As a student once considering education as a major, I now know that specific problem you are addressing is definitely spiritual in nature. I don't know how to fix that problem other than a poster I see in my daughter's resource class everyday when I pick her up: If you see someone who NEEDS a friend, be one. The reality: most people don't NEED friends today. I just enjoy the opportunity of meeting people who need friends. And your numbers are very accurate, it may be once in a blue moon when you share a common bond with someone and often it is through trial and error. Pain and disappointment will be an experience you must be able to face in seeking true friendships. This I know: when you find a true friendship you are so grateful for taking the time to get to know people on an intimate level (face to face) both the good and the not so good.

Becky Goerend said...

I think one of the things we can try to get over this is to bring people in our buildings with us. My principal came and he realized the "on an island" feeling that I have. He wants to bring a bunch to #edcampOmaha and get some things going. All I did was ask him to come...

Wm Chamberlain said...

@Rob I know that tech is like everything else, some people love it and some don't.

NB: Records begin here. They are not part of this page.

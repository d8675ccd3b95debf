//! Core read pairing functionality
//!
//! This module contains the read model, genomic window partitioning,
//! the per-partition buffers and the concurrent read cache built on them.

mod cache;
mod catalogue;
pub mod dna;
mod error;
mod partition;
mod partition_cache;
mod read;
mod sink;
mod stats;

pub use cache::{CacheConfig, ReadCache};
pub use catalogue::{detect_compression, CompressionFormat, ContigCatalogue};
pub use error::{CacheError, CacheResult, CatalogueError, CatalogueResult};
pub use partition::{partition_count, partition_index, route, Route, DEFAULT_WINDOW_SIZE};
pub use partition_cache::{PartitionCache, PartitionGuard};
pub use read::{PairKey, ReadFlags, SequencingRead};
pub use sink::{CollectingSink, ReadSink};
pub use stats::CacheStats;
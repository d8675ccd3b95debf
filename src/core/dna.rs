//! DNA sequence utilities
//!
//! Alignments on the reverse strand store the reverse complement of the
//! sequenced bases. These helpers restore the original orientation before
//! a read is written as FASTQ.

/// Complement a single base
///
/// Supports IUPAC ambiguity codes and preserves case; anything else maps to `N`.
#[inline]
pub fn complement_base(base: u8) -> u8 {
    match base {
        b'A' => b'T',
        b'T' => b'A',
        b'G' => b'C',
        b'C' => b'G',
        b'a' => b't',
        b't' => b'a',
        b'g' => b'c',
        b'c' => b'g',
        b'R' => b'Y',
        b'Y' => b'R',
        b'K' => b'M',
        b'M' => b'K',
        b'B' => b'V',
        b'V' => b'B',
        b'D' => b'H',
        b'H' => b'D',
        b'S' | b'W' | b'N' | b's' | b'w' | b'n' => base,
        b'r' => b'y',
        b'y' => b'r',
        b'k' => b'm',
        b'm' => b'k',
        b'b' => b'v',
        b'v' => b'b',
        b'd' => b'h',
        b'h' => b'd',
        _ => b'N',
    }
}

/// Reverse complement of a sequence
///
/// # Examples
/// ```
/// use fast_bam2fq::core::dna::revcomp;
/// assert_eq!(revcomp(b"AACGT"), b"ACGTT".to_vec());
/// ```
pub fn revcomp(seq: &[u8]) -> Vec<u8> {
    seq.iter().rev().map(|&b| complement_base(b)).collect()
}

/// Reverse complement in place
pub fn revcomp_in_place(seq: &mut [u8]) {
    seq.reverse();
    for b in seq.iter_mut() {
        *b = complement_base(*b);
    }
}

/// Reverse a quality string to follow a reverse-complemented sequence
pub fn reverse_qualities(qual: &[u8]) -> Vec<u8> {
    qual.iter().rev().copied().collect()
}

#[cfg(test)]
mod tests {
    use super::*;

    #[test]
    fn test_complement_base() {
        assert_eq!(complement_base(b'A'), b'T');
        assert_eq!(complement_base(b'g'), b'c');
        assert_eq!(complement_base(b'R'), b'Y');
        assert_eq!(complement_base(b'N'), b'N');
        assert_eq!(complement_base(b'.'), b'N');
    }

    #[test]
    fn test_revcomp() {
        assert_eq!(revcomp(b"ACGT"), b"ACGT".to_vec());
        assert_eq!(revcomp(b"AACGT"), b"ACGTT".to_vec());
        assert_eq!(revcomp(b""), Vec::<u8>::new());
    }

    #[test]
    fn test_revcomp_in_place_matches_revcomp() {
        let mut seq = b"GATTACAn".to_vec();
        let expected = revcomp(&seq);
        revcomp_in_place(&mut seq);
        assert_eq!(seq, expected);
    }

    #[test]
    fn test_reverse_qualities() {
        assert_eq!(reverse_qualities(&[10, 20, 30, 40]), vec![40, 30, 20, 10]);
    }
}
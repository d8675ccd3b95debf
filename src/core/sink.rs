//! Downstream consumer of completed pairs and singletons

use crate::core::read::SequencingRead;
use parking_lot::Mutex;
use std::io;

/// Receives reads leaving the cache
///
/// Called from producer threads while a partition lock is held, so
/// implementations must be thread-safe and should not block for long.
/// Reads are lent, not handed over: a read whose write fails stays with
/// the cache.
pub trait ReadSink: Send + Sync {
    /// A completed pair; `first` is always the firstOfPair mate
    fn write_pair(&self, first: &SequencingRead, second: &SequencingRead) -> io::Result<()>;

    /// A read whose mate was never seen
    fn write_singleton(&self, read: &SequencingRead) -> io::Result<()>;
}

impl<S: ReadSink + ?Sized> ReadSink for &S {
    fn write_pair(&self, first: &SequencingRead, second: &SequencingRead) -> io::Result<()> {
        (**self).write_pair(first, second)
    }

    fn write_singleton(&self, read: &SequencingRead) -> io::Result<()> {
        (**self).write_singleton(read)
    }
}

/// In-memory sink
#[derive(Debug, Default)]
pub struct CollectingSink {
    pairs: Mutex<Vec<(SequencingRead, SequencingRead)>>,
    singletons: Mutex<Vec<SequencingRead>>,
}

impl CollectingSink {
    pub fn new() -> Self {
        Self::default()
    }

    pub fn pairs(&self) -> Vec<(SequencingRead, SequencingRead)> {
        self.pairs.lock().clone()
    }

    pub fn singletons(&self) -> Vec<SequencingRead> {
        self.singletons.lock().clone()
    }

    pub fn pair_count(&self) -> usize {
        self.pairs.lock().len()
    }

    pub fn singleton_count(&self) -> usize {
        self.singletons.lock().len()
    }
}

impl ReadSink for CollectingSink {
    fn write_pair(&self, first: &SequencingRead, second: &SequencingRead) -> io::Result<()> {
        self.pairs.lock().push((first.clone(), second.clone()));
        Ok(())
    }

    fn write_singleton(&self, read: &SequencingRead) -> io::Result<()> {
        self.singletons.lock().push(read.clone());
        Ok(())
    }
}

Do you think the problem is teachers don't care about tech and that makes them miss its benefits?

@Gayle Thanks, I hope keep just as active as you when I retire too.

@Kyle I haven't shared my experiences with anyone at school. I feel like the new kid that comes from a different country/culture and have no one to talk with.

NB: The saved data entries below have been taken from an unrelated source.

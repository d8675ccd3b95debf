//! File format adapters
//!
//! Adapters between the read cache and the outside world: BAM/SAM/CRAM
//! input and FASTQ output.

#[cfg(feature = "bam")]
pub mod bam;
pub mod fastq;

#[cfg(feature = "bam")]
pub use bam::{convert_bam, record_to_read, BamError, ConversionStats};
pub use fastq::{write_record, FastqCounts, FastqOutputs, FastqSink, OutputStream};
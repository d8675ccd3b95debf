//! FastBam2fq - Coordinate-sorted BAM to paired FASTQ
//!
//! Mates of a pair can sit far apart in a coordinate-sorted file, so one
//! mate is buffered until its partner is read. The buffer is split into
//! genomic windows, each with its own lock, so many scanning threads can
//! feed it at once while memory stays proportional to local coverage.
//!
//! # Features
//!
//! - Lock striping by genomic window, one lock per `add`
//! - Parallel per-contig scanning with rayon
//! - Gzip FASTQ output
//!
//! # Example
//!
//! ```ignore
//! use fast_bam2fq::{CacheConfig, CollectingSink, ContigCatalogue, ReadCache};
//!
//! let catalogue = ContigCatalogue::from_sizes_file("hg38.chrom.sizes")?;
//! let mut cache = ReadCache::new(&catalogue, CacheConfig::default(), CollectingSink::new())?;
//!
//! cache.add(read)?;
//! cache.flush()?;
//! cache.log_stats();
//! ```

pub mod core;
pub mod formats;

// Re-export commonly used types
pub use core::{
    CacheConfig, CacheError, CacheStats, CatalogueError, CollectingSink, ContigCatalogue,
    PairKey, PartitionCache, ReadCache, ReadFlags, ReadSink, Route,
    SequencingRead,
};
pub use formats::fastq;
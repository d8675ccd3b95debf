//! BAM/SAM/CRAM input adapter
//!
//! Scans an alignment file and feeds every record through the read cache.
//! Uses rust-htslib for reading. Indexed inputs are scanned one contig per
//! task on a rayon pool; unindexed inputs are read sequentially.

use crate::core::dna::{revcomp_in_place, reverse_qualities};
use crate::core::{
    CacheConfig, CacheError, CatalogueError, ContigCatalogue, ReadCache, ReadFlags, ReadSink,
    SequencingRead,
};
use crate::formats::fastq::{FastqOutputs, FastqSink};
use log::{debug, info};
use rayon::prelude::*;
use rust_htslib::bam::{self, FetchDefinition, HeaderView, Read, Record};
use std::path::Path;
use std::sync::atomic::{AtomicU64, Ordering};
use thiserror::Error;

/// BAM conversion error
#[derive(Debug, Error)]
pub enum BamError {
    #[error("HTSlib error: {0}")]
    Htslib(#[from] rust_htslib::errors::Error),

    #[error("IO error: {0}")]
    Io(#[from] std::io::Error),

    #[error("{0}")]
    Cache(#[from] CacheError),

    #[error("Invalid BAM header: {0}")]
    Header(#[from] CatalogueError),

    #[error("Failed to create thread pool: {0}")]
    ThreadPool(String),
}

/// Conversion statistics
#[derive(Debug, Clone, Default, PartialEq, Eq)]
pub struct ConversionStats {
    /// Records read from the input
    pub total: u64,
    /// Records without the paired flag, written straight to singletons
    pub unpaired: u64,
    /// Secondary/supplementary records left out
    pub skipped: u64,
    /// Pairs written to R1/R2
    pub pairs: u64,
    /// Reads written alone
    pub singletons: u64,
    /// Most reads buffered at once
    pub peak_buffered: u64,
}

/// One unit of parallel scanning
#[derive(Debug, Clone, Copy, PartialEq, Eq)]
enum ScanTask {
    Contig(u32),
    Unmapped,
}

#[derive(Debug, Default)]
struct ScanCounters {
    total: AtomicU64,
    unpaired: AtomicU64,
    skipped: AtomicU64,
}

fn get_chrom_name(header: &HeaderView, tid: i32) -> Option<String> {
    if tid < 0 {
        return None;
    }
    Some(String::from_utf8_lossy(header.tid2name(tid as u32)).to_string())
}

fn one_based(pos: i64) -> Option<u64> {
    (pos >= 0).then(|| pos as u64 + 1)
}

/// Convert an alignment record into a read in sequencing orientation
pub fn record_to_read(record: &Record, header: &HeaderView) -> SequencingRead {
    let mut sequence = record.seq().as_bytes();
    let qualities = if record.is_reverse() {
        revcomp_in_place(&mut sequence);
        reverse_qualities(record.qual())
    } else {
        record.qual().to_vec()
    };

    SequencingRead {
        name: record.qname().to_vec(),
        sequence,
        qualities,
        contig: get_chrom_name(header, record.tid()),
        position: one_based(record.pos()),
        mate_contig: get_chrom_name(header, record.mtid()),
        mate_position: one_based(record.mpos()),
        flags: ReadFlags::from_sam(record.flags()),
    }
}

fn feed_records<R: Read, S: ReadSink>(
    reader: &mut R,
    cache: &ReadCache<S>,
    counters: &ScanCounters,
) -> Result<(), BamError> {
    let header = reader.header().clone();
    let mut record = Record::new();

    while let Some(result) = reader.read(&mut record) {
        result?;
        counters.total.fetch_add(1, Ordering::Relaxed);

        let read = record_to_read(&record, &header);
        if read.flags.paired {
            cache.add(read)?;
        } else if read.flags.is_secondary_or_supplementary() {
            counters.skipped.fetch_add(1, Ordering::Relaxed);
        } else {
            counters.unpaired.fetch_add(1, Ordering::Relaxed);
            cache.sink().write_singleton(&read)?;
        }
    }
    Ok(())
}

fn scan_task<S: ReadSink>(
    input: &Path,
    task: ScanTask,
    cache: &ReadCache<S>,
    counters: &ScanCounters,
) -> Result<(), BamError> {
    let mut reader = bam::IndexedReader::from_path(input)?;
    match task {
        ScanTask::Contig(tid) => reader.fetch(FetchDefinition::CompleteTid(tid as i32))?,
        ScanTask::Unmapped => reader.fetch(FetchDefinition::Unmapped)?,
    }
    debug!("Scanning {:?}", task);
    feed_records(&mut reader, cache, counters)
}

/// Convert a coordinate-sorted BAM/SAM/CRAM file into paired FASTQ
pub fn convert_bam<P: AsRef<Path>>(
    input: P,
    outputs: &FastqOutputs,
    config: CacheConfig,
    threads: usize,
) -> Result<ConversionStats, BamError> {
    let input = input.as_ref();
    let threads = threads.max(1);

    let header = bam::Reader::from_path(input)?.header().clone();
    let catalogue = ContigCatalogue::from_header(&header)?;
    info!(
        "Reference: {} contigs, {} bp",
        catalogue.len(),
        catalogue.total_length()
    );

    let sink = FastqSink::create(outputs)?;
    let mut cache = ReadCache::new(&catalogue, config, sink)?;
    let counters = ScanCounters::default();

    let indexed = bam::IndexedReader::from_path(input).is_ok();
    if indexed && threads > 1 {
        info!("Scanning {} contigs with {} threads", catalogue.len(), threads);
        let pool = rayon::ThreadPoolBuilder::new()
            .num_threads(threads)
            .build()
            .map_err(|e| BamError::ThreadPool(e.to_string()))?;

        let mut tasks: Vec<ScanTask> = (0..header.target_count()).map(ScanTask::Contig).collect();
        tasks.push(ScanTask::Unmapped);

        pool.install(|| {
            tasks
                .par_iter()
                .try_for_each(|&task| scan_task(input, task, &cache, &counters))
        })?;
    } else {
        if threads > 1 {
            info!("Input has no index, scanning sequentially");
        }
        let mut reader = bam::Reader::from_path(input)?;
        reader.set_threads(threads)?;
        feed_records(&mut reader, &cache, &counters)?;
    }

    cache.flush()?;
    cache.log_stats();
    let cache_stats = cache.stats();
    let counts = cache.into_sink().finish()?;

    Ok(ConversionStats {
        total: counters.total.load(Ordering::Relaxed),
        unpaired: counters.unpaired.load(Ordering::Relaxed),
        skipped: counters.skipped.load(Ordering::Relaxed) + cache_stats.reads_skipped,
        pairs: counts.r1,
        singletons: counts.singletons,
        peak_buffered: cache_stats.peak_buffered,
    })
}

@Pam You hit the nail on the head, and after doing that with my friends at edcampKC the loss is even more apparent.

@Matt I am working with some pre-service teachers, teaching tech for teachers. I am hoping to grow a pln that way.

Wm Chamberlain said...

@Gail Tough question, but I went to make physical contact with my twitter friends. My wife, eldest daughter, and her room mate went to go for the information. They did learn things from it, not sure how that will effect their future classrooms though.

@Phillip If this community were less important to me I would seriously consider moving somewhere else. It is easy for me to say because I won't ever move.

@Louisa thanks for your insight :)

@Becky I asked, believe me. I was pretty happy to get my wife, daughter, and her room mate. I think the drive was just too far for many of them. Perhaps a Springfield or Joplin edcamp would work for them.

Cheryl Oakes said...

Start an Elluminate session! or.... Join us at EdTechTalk.com/live on Thursday evenings at 7:30 PM EST for a one hour webcast, where 3 teachers interview other teachers and we share our conversations live, through a chat system, and eventually a podcast at edtechtalk.com/seedlings

Alice Barr, Bob Sprankle, Cheryl Oakes

We will leave the light on.

Becky Goerend said...

Keep asking. You never know when someone will give in!

jkmcclung said...

Really sorry I'm just now getting around to commenting on this post; however I have to admit that I feel the same. Since I have moved to a different district I'm still longing for that relationship in my building with someone that shares the same type passion about education. It feels like the majority of them are just going through the motions and not serious about education.

Wm Chamberlain said...

Joe, maybe some day we will work together again. Maybe after I retire in MO we can meet up in AR.

Amanda A. said...

Thanks for this post!
I'm headed to EdCampOC this weekend and I'm worried that I'll have *exactly* the same reaction -- exhilaration followed by devestation. I'm only a student teacher and I'm already surrounded by people who aren't excited about tech or change in the classroom.

John Hadley Strange said...

I wish I had been there. Another scheduled soon?